Generating Diverse Code Explanations using the GPT-3 Large Language Model | AI Paper Digest

TL;DR Highlight

A study analyzing how GPT-3 can automatically generate multiple natural-language explanations of a single code snippet from different perspectives.

Who Should Read

Developers and researchers interested in automated code documentation, code comprehension tooling, and using LLMs for developer education.

Core Mechanics

GPT-3 can generate diverse natural language explanations for the same code snippet by varying the prompt perspective (what it does, why it exists, how it works)
Different prompting strategies yield explanations of varying quality and target audience appropriateness
Higher-quality explanations are produced when prompts specify the intended audience (beginner vs. expert) and explanation type
Multi-perspective explanations improve code comprehension more than single explanations in user studies
Automatic evaluation metrics correlate moderately with human judgments of explanation quality

Evidence

Human evaluation study comparing single vs. multi-perspective explanations on comprehension tasks
Tested across multiple GPT-3 variants with different prompt templates
Correlation analysis between automatic metrics (BLEU, BERTScore) and human ratings

How to Apply

When auto-generating code comments or documentation, prompt the LLM with specific explanation angles: 'explain what this does', 'explain why this approach was chosen', 'explain this for a junior dev'.
Generate multiple explanation candidates and use a ranker or human review to select the best for your documentation.
Tailor the prompt's target audience specification to match your actual readers for better output quality.

Code Example

snippet

import openai

code_snippet = """
for i in range(5):
    print(i * 2)
"""

explanation_types = {
    "execution_trace": "Explain step-by-step what happens when this Python code runs, including the value of each variable at each step:",
    "term_definition": "Define the key programming terms and concepts used in this Python code in simple language for a beginner:",
    "hint": "Give a helpful hint about what this Python code does without giving away the full answer, suitable for a student learning to code:"
}

def generate_code_explanation(code, explanation_type):
    prompt = f"{explanation_types[explanation_type]}\n\n{code}"
    response = openai.ChatCompletion.create(
        model="gpt-3.5-turbo",  # or gpt-4
        messages=[
            {"role": "system", "content": "You are a helpful programming tutor."},
            {"role": "user", "content": prompt}
        ],
        max_tokens=300
    )
    return response.choices[0].message.content

# Generate explanations from three perspectives
for etype in explanation_types:
    print(f"=== {etype} ===")
    print(generate_code_explanation(code_snippet, etype))
    print()

Terminology

Code ExplanationNatural language text describing what a piece of code does, aimed at helping developers understand it without running it.
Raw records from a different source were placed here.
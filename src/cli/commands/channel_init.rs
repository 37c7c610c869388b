//! `chat:channel:init`: create a channel.

use serde_json::{Value, json};
use tracing::debug;

use crate::cli::{Outcome, ParsedFlags};
use crate::client::ChatService;
use crate::error::{Error, Result};
use crate::ids::IdGenerator;
use crate::payload::{self, Payload};
use crate::ui::Spinner;

/// Name recorded as the creator of channels made from the command line.
pub const CREATOR_NAME: &str = "CLI";

/// A validated channel-creation request, ready to send.
#[derive(Debug, Clone, PartialEq)]
pub struct ChannelInit {
    pub channel_type: String,
    pub id: String,
    pub name: String,
    pub payload: Payload,
}

impl ChannelInit {
    pub fn from_flags(flags: &ParsedFlags, ids: &dyn IdGenerator) -> Result<Self> {
        let name = flags.require_text("name")?;
        let payload = build_payload(
            name,
            &ids.generate(),
            flags.text("image"),
            flags.text("members"),
            flags.text("data"),
        )?;

        let id = flags.require_text("id")?;
        validate_id(id)?;

        Ok(Self {
            channel_type: flags.require_text("type")?.to_string(),
            id: id.to_string(),
            name: name.to_string(),
            payload,
        })
    }
}

/// Channel ids may only contain letters, digits, `!`, `-` and `_`.
pub fn validate_id(id: &str) -> Result<()> {
    let valid = id
        .chars()
        .all(|c| c.is_ascii_alphanumeric() || matches!(c, '!' | '-' | '_'));
    if valid {
        Ok(())
    } else {
        Err(Error::validation(format!(
            "Invalid --id '{id}': use only letters, digits, '!', '-' and '_'"
        )))
    }
}

/// Builds the channel payload.
///
/// `image` and `members` appear only when supplied. `data` is merged last,
/// so its keys override anything computed from the other flags.
pub fn build_payload(
    name: &str,
    creator_id: &str,
    image: Option<&str>,
    members: Option<&str>,
    data: Option<&str>,
) -> Result<Payload> {
    let mut payload = Payload::new();
    payload.insert("name".to_string(), Value::from(name));
    payload.insert(
        "created_by".to_string(),
        json!({ "id": creator_id, "name": CREATOR_NAME }),
    );

    if let Some(image) = image {
        payload.insert("image".to_string(), Value::from(image));
    }
    if let Some(members) = members {
        payload.insert(
            "members".to_string(),
            Value::from(payload::split_list(members)),
        );
    }

    if let Some(raw) = data {
        let extra = payload::parse_object("--data", raw)?;
        payload::merge(&mut payload, extra);
    }

    Ok(payload)
}

pub async fn run(request: ChannelInit, service: &dyn ChatService) -> Result<Outcome> {
    let spinner = Spinner::new("Creating channel...");
    let channel = service
        .create_channel(&request.channel_type, &request.id, request.payload)
        .await?;
    spinner.stop();

    debug!(cid = %channel.cid, "channel created");
    Ok(Outcome::Success(format!(
        "The channel {} has been initialized!",
        request.name
    )))
}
Multi-perspective explanationGenerating multiple descriptions of the same code from different angles (functionality, rationale, implementation details).

BERTScoreAn automatic text evaluation metric that measures semantic similarity between generated and reference text using BERT embeddings.

BLEUBilingual Evaluation Understudy. An automatic metric comparing generated text to reference text based on n-gram overlap.

Related Papers

Original Abstract (Expand)

Good explanations are essential to efficiently learning introductory programming concepts [10]. To provide high-quality explanations at scale, numerous systems automate the process by tracing the execution of code [8, 12], defining terms [9], giving hints [16], and providing error-specific feedback [10, 16]. However, these approaches often require manual effort to configure and only explain a single aspect of a given code segment. Large language models (LLMs) are also changing how students interact with code [7]. For example, Github's Copilot can generate code for programmers [4], leading researchers to raise concerns about cheating [7]. Instead, our work focuses on LLMs' potential to support learning by explaining numerous aspects of a given code snippet. This poster features a systematic analysis of the diverse natural language explanations that GPT-3 can generate automatically for a given code snippet. We present a subset of three use cases from our evolving design space of AI Explanations of Code.